En realidad, el único hilván que articula la narración es la fascinación que siente el escritor por una serie de personajes femeninos adolescentes, dedicados, entre otras tareas dudosas, a actuar en espectáculos menores o a la prostitución, cuando no a ambas cosas simultáneamente. Pero La pandilla de Asakusa, por mucho que lo que allí se narre esté cortado por el patrón desabrido de la vida, es todo menos un documento melodramático de denuncia.
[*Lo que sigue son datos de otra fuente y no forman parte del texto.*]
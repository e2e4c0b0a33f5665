//! Shipment entry flow: master validation, ODA stamping, and server-side
//! recomputation of box weights.

mod common;

use chrono::NaiveDate;
use common::TestApp;
use rust_decimal_macros::dec;
use uuid::Uuid;

use freightdesk_api::{
    entities::vendor_pincode::OdaStatus,
    errors::ServiceError,
    rating::boxes::BoxInput,
    rating::TransportMode,
    services::shipments::ShipmentInput,
};

fn box_line(pieces: i32, l: f64, b: f64, h: f64, weight: f64) -> BoxInput {
    BoxInput {
        number_of_pieces: pieces,
        length_cm: l,
        breadth_cm: b,
        height_cm: h,
        actual_weight_per_piece: weight,
    }
}

fn shipment_input(
    client_id: Uuid,
    vendor_id: Uuid,
    zone_id: Option<Uuid>,
    mode: TransportMode,
    pin_code: &str,
    boxes: Vec<BoxInput>,
) -> ShipmentInput {
    ShipmentInput {
        client_id,
        vendor_id,
        zone_id,
        wfl_number: format!("WFL-{}", Uuid::new_v4().simple()),
        vendor_awb_number: Some("AWB-001".to_string()),
        mode,
        invoice_number: Some("INV-1001".to_string()),
        invoice_value: dec!(10000),
        consignor_from_location: Some("Delhi".to_string()),
        consignee: Some("Acme Stores".to_string()),
        destination: Some("Mumbai".to_string()),
        pin_code: pin_code.to_string(),
        actual_weight: 12.0,
        actual_volumetric_weight: 0.0,
        shipment_date: NaiveDate::from_ymd_opt(2026, 3, 15).unwrap(),
        created_by: None,
        boxes,
    }
}

#[tokio::test]
async fn create_shipment_computes_weights_and_stamps_oda() {
    let app = TestApp::new().await;
    let client = app.seed_client("ACME").await;
    let vendor = app.seed_vendor_with_pincode("400001", OdaStatus::Oda).await;
    let zone = app.seed_zone("West").await;

    // Air: one 50x40x20 piece is 8 kg volumetric; two pieces are 16 kg.
    let input = shipment_input(
        client.id,
        vendor.id,
        Some(zone.id),
        TransportMode::Air,
        "400001",
        vec![box_line(2, 50.0, 40.0, 20.0, 5.0)],
    );

    let created = app
        .state
        .services
        .shipments
        .create_shipment(input)
        .await
        .expect("shipment should be created");

    assert_eq!(created.shipment.oda, OdaStatus::Oda);
    assert_eq!(created.shipment.total_box, 1);
    assert!((created.shipment.wfl_weight - 10.0).abs() < 1e-9);
    assert!((created.shipment.wfl_volumetric_weight - 16.0).abs() < 1e-9);
    assert_eq!(created.boxes.len(), 1);
    assert!((created.boxes[0].volumetric_weight_per_piece - 8.0).abs() < 1e-9);
    assert!((created.boxes[0].total_volumetric_weight - 16.0).abs() < 1e-9);
}

#[tokio::test]
async fn create_shipment_rejects_unserviceable_pincode() {
    let app = TestApp::new().await;
    let client = app.seed_client("ACME").await;
    let vendor = app
        .seed_vendor_with_pincode("400001", OdaStatus::Normal)
        .await;

    let input = shipment_input(
        client.id,
        vendor.id,
        None,
        TransportMode::Surface,
        "110001",
        vec![box_line(1, 10.0, 10.0, 10.0, 5.0)],
    );

    let err = app
        .state
        .services
        .shipments
        .create_shipment(input)
        .await
        .expect_err("unserviceable pincode must be rejected");
    assert!(matches!(
        err,
        ServiceError::InvalidPincodeForVendor { pincode, .. } if pincode == "110001"
    ));
}

#[tokio::test]
async fn express_shipments_carry_no_volumetric_weight() {
    let app = TestApp::new().await;
    let client = app.seed_client("ACME").await;
    let vendor = app
        .seed_vendor_with_pincode("400001", OdaStatus::Normal)
        .await;

    let input = shipment_input(
        client.id,
        vendor.id,
        None,
        TransportMode::Express,
        "400001",
        vec![box_line(3, 100.0, 100.0, 100.0, 2.0)],
    );

    let created = app
        .state
        .services
        .shipments
        .create_shipment(input)
        .await
        .expect("express shipment should be created");

    assert_eq!(created.shipment.wfl_volumetric_weight, 0.0);
    assert!((created.shipment.wfl_weight - 6.0).abs() < 1e-9);
}

#[tokio::test]
async fn surface_volumetric_uses_rate_master_cft() {
    let app = TestApp::new().await;
    let client = app.seed_client("ACME").await;
    let vendor = app
        .seed_vendor_with_pincode("400001", OdaStatus::Normal)
        .await;
    let zone = app.seed_zone("West").await;

    // Rate master carries CFT 1.0; raise it to 6.0 so the factor is visible.
    let master = app
        .seed_rate_master(client.id, TransportMode::Surface, zone.id, dec!(10))
        .await;
    app.state
        .services
        .rates
        .update_rate_master(
            master.rate.id,
            freightdesk_api::services::rates::UpdateRateMasterRequest {
                cft: Some(6.0),
                ..Default::default()
            },
        )
        .await
        .expect("update cft");

    // 30x30x30 surface at CFT 6: 27000 * 6 / 27000 = 6 kg per piece.
    let input = shipment_input(
        client.id,
        vendor.id,
        Some(zone.id),
        TransportMode::Surface,
        "400001",
        vec![box_line(1, 30.0, 30.0, 30.0, 1.0)],
    );

    let created = app
        .state
        .services
        .shipments
        .create_shipment(input)
        .await
        .expect("surface shipment should be created");

    assert!((created.shipment.wfl_volumetric_weight - 6.0).abs() < 1e-9);
}

#[tokio::test]
async fn update_shipment_replaces_boxes_and_recomputes() {
    let app = TestApp::new().await;
    let client = app.seed_client("ACME").await;
    let vendor = app
        .seed_vendor_with_pincode("400001", OdaStatus::Normal)
        .await;

    let created = app
        .state
        .services
        .shipments
        .create_shipment(shipment_input(
            client.id,
            vendor.id,
            None,
            TransportMode::Air,
            "400001",
            vec![box_line(2, 50.0, 40.0, 20.0, 5.0)],
        ))
        .await
        .expect("create");

    let mut updated_input = shipment_input(
        client.id,
        vendor.id,
        None,
        TransportMode::Air,
        "400001",
        vec![
            box_line(1, 50.0, 40.0, 20.0, 3.0),
            box_line(1, 25.0, 40.0, 20.0, 3.0),
        ],
    );
    updated_input.wfl_number = created.shipment.wfl_number.clone();

    let updated = app
        .state
        .services
        .shipments
        .update_shipment(created.shipment.id, updated_input)
        .await
        .expect("update");

    assert_eq!(updated.shipment.total_box, 2);
    assert_eq!(updated.boxes.len(), 2);
    // 8 kg + 4 kg volumetric from the new box set.
    assert!((updated.shipment.wfl_volumetric_weight - 12.0).abs() < 1e-9);
    assert!((updated.shipment.wfl_weight - 6.0).abs() < 1e-9);
    assert!(updated.shipment.updated_at.is_some());

    // The original box rows are gone.
    let fetched = app
        .state
        .services
        .shipments
        .get_shipment(created.shipment.id)
        .await
        .expect("fetch")
        .expect("shipment exists");
    assert_eq!(fetched.boxes.len(), 2);
}

#[tokio::test]
async fn box_lines_read_back_in_entry_order() {
    let app = TestApp::new().await;
    let client = app.seed_client("ACME").await;
    let vendor = app
        .seed_vendor_with_pincode("400001", OdaStatus::Normal)
        .await;

    // Distinct lengths so the order is observable; every row shares one
    // created_at, so the timestamp alone cannot order them.
    let lengths = [70.0, 10.0, 40.0];
    let boxes = lengths
        .iter()
        .map(|l| box_line(1, *l, 20.0, 20.0, 5.0))
        .collect();

    let created = app
        .state
        .services
        .shipments
        .create_shipment(shipment_input(
            client.id,
            vendor.id,
            None,
            TransportMode::Surface,
            "400001",
            boxes,
        ))
        .await
        .expect("create");

    let fetched = app
        .state
        .services
        .shipments
        .get_shipment(created.shipment.id)
        .await
        .expect("fetch")
        .expect("shipment exists");

    let read_back: Vec<f64> = fetched.boxes.iter().map(|b| b.length_cm).collect();
    assert_eq!(read_back, lengths);
    let indices: Vec<i32> = fetched.boxes.iter().map(|b| b.line_index).collect();
    assert_eq!(indices, vec![0, 1, 2]);
}

#[tokio::test]
async fn delete_shipment_removes_boxes() {
    let app = TestApp::new().await;
    let client = app.seed_client("ACME").await;
    let vendor = app
        .seed_vendor_with_pincode("400001", OdaStatus::Normal)
        .await;

    let created = app
        .state
        .services
        .shipments
        .create_shipment(shipment_input(
            client.id,
            vendor.id,
            None,
            TransportMode::Surface,
            "400001",
            vec![box_line(1, 10.0, 10.0, 10.0, 5.0)],
        ))
        .await
        .expect("create");

    app.state
        .services
        .shipments
        .delete_shipment(created.shipment.id)
        .await
        .expect("delete");

    let fetched = app
        .state
        .services
        .shipments
        .get_shipment(created.shipment.id)
        .await
        .expect("fetch");
    assert!(fetched.is_none());

    let err = app
        .state
        .services
        .shipments
        .delete_shipment(created.shipment.id)
        .await
        .expect_err("second delete should fail");
    assert!(matches!(err, ServiceError::NotFound(_)));
}

#[tokio::test]
async fn list_shipments_filters_by_client_and_date() {
    let app = TestApp::new().await;
    let client_a = app.seed_client("ACME").await;
    let client_b = app.seed_client("BETA").await;
    let vendor = app
        .seed_vendor_with_pincode("400001", OdaStatus::Normal)
        .await;

    for (client_id, day) in [(client_a.id, 10), (client_a.id, 20), (client_b.id, 10)] {
        let mut input = shipment_input(
            client_id,
            vendor.id,
            None,
            TransportMode::Surface,
            "400001",
            vec![box_line(1, 10.0, 10.0, 10.0, 5.0)],
        );
        input.shipment_date = NaiveDate::from_ymd_opt(2026, 3, day).unwrap();
        app.state
            .services
            .shipments
            .create_shipment(input)
            .await
            .expect("create");
    }

    let (records, total) = app
        .state
        .services
        .shipments
        .list_shipments(
            freightdesk_api::services::shipments::ShipmentFilter {
                client_id: Some(client_a.id),
                from_date: NaiveDate::from_ymd_opt(2026, 3, 15),
                to_date: NaiveDate::from_ymd_opt(2026, 3, 31),
            },
            1,
            20,
        )
        .await
        .expect("list");

    assert_eq!(total, 1);
    assert_eq!(records.len(), 1);
    assert_eq!(records[0].client_id, client_a.id);
    assert_eq!(
        records[0].shipment_date,
        NaiveDate::from_ymd_opt(2026, 3, 20).unwrap()
    );
}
Antes, por el contrario, es como una sucesión de imágenes de arrebatadora intensidad poética, aunque naturalmente no en una clave lírica melindrosa. La imagen, por ejemplo, de la joven Yumiko, esperando, dormida, a su maduro galán en el sollado de una barcaza y sorprendida por éste así, desprevenidamente expuesta, con la falda a medio cubrir sus hermosas piernas sin medias, los pies desnudos, la cabeza vuelta hacia el techo, mientras los carbones encendidos de la estufa de cerámica iluminan con destellos rojizos su piel satinada. O la de esa misma Yumiko, ya despierta, cuando, como jugando, aferra entre sus dientes seis pastillas blancas de arsénico, y, luego, de improviso, con apenas un mohín, se lanza a besar en la boca a su amante, cuya lengua empieza a arder. O la de la también jovencísima Haruko, oteando el horizonte desde la torre más alta de Asakusa e imaginándose elevada por una grúa, bien maquillada y vestida completamente de rojo, para, tras un rato así colgada, ser arrojada sobre las aguas del río Okawa. O, en fin, la de la ingenua Oharu, a la que la madama del burdel al que ha sido vendida sin saberlo deja desnuda para evitar su fuga, descubriendo el poder letal de la belleza de su cuerpo.

Una tras otra, estas imágenes encadenadas jamás traspasan el umbral de lo patético, porque destellan el fulgor tembloroso de una vela encendida, que alumbra los rincones oscuros de la vida, ella misma consumiéndose entre visajes en espera de quien los sepa engarzar.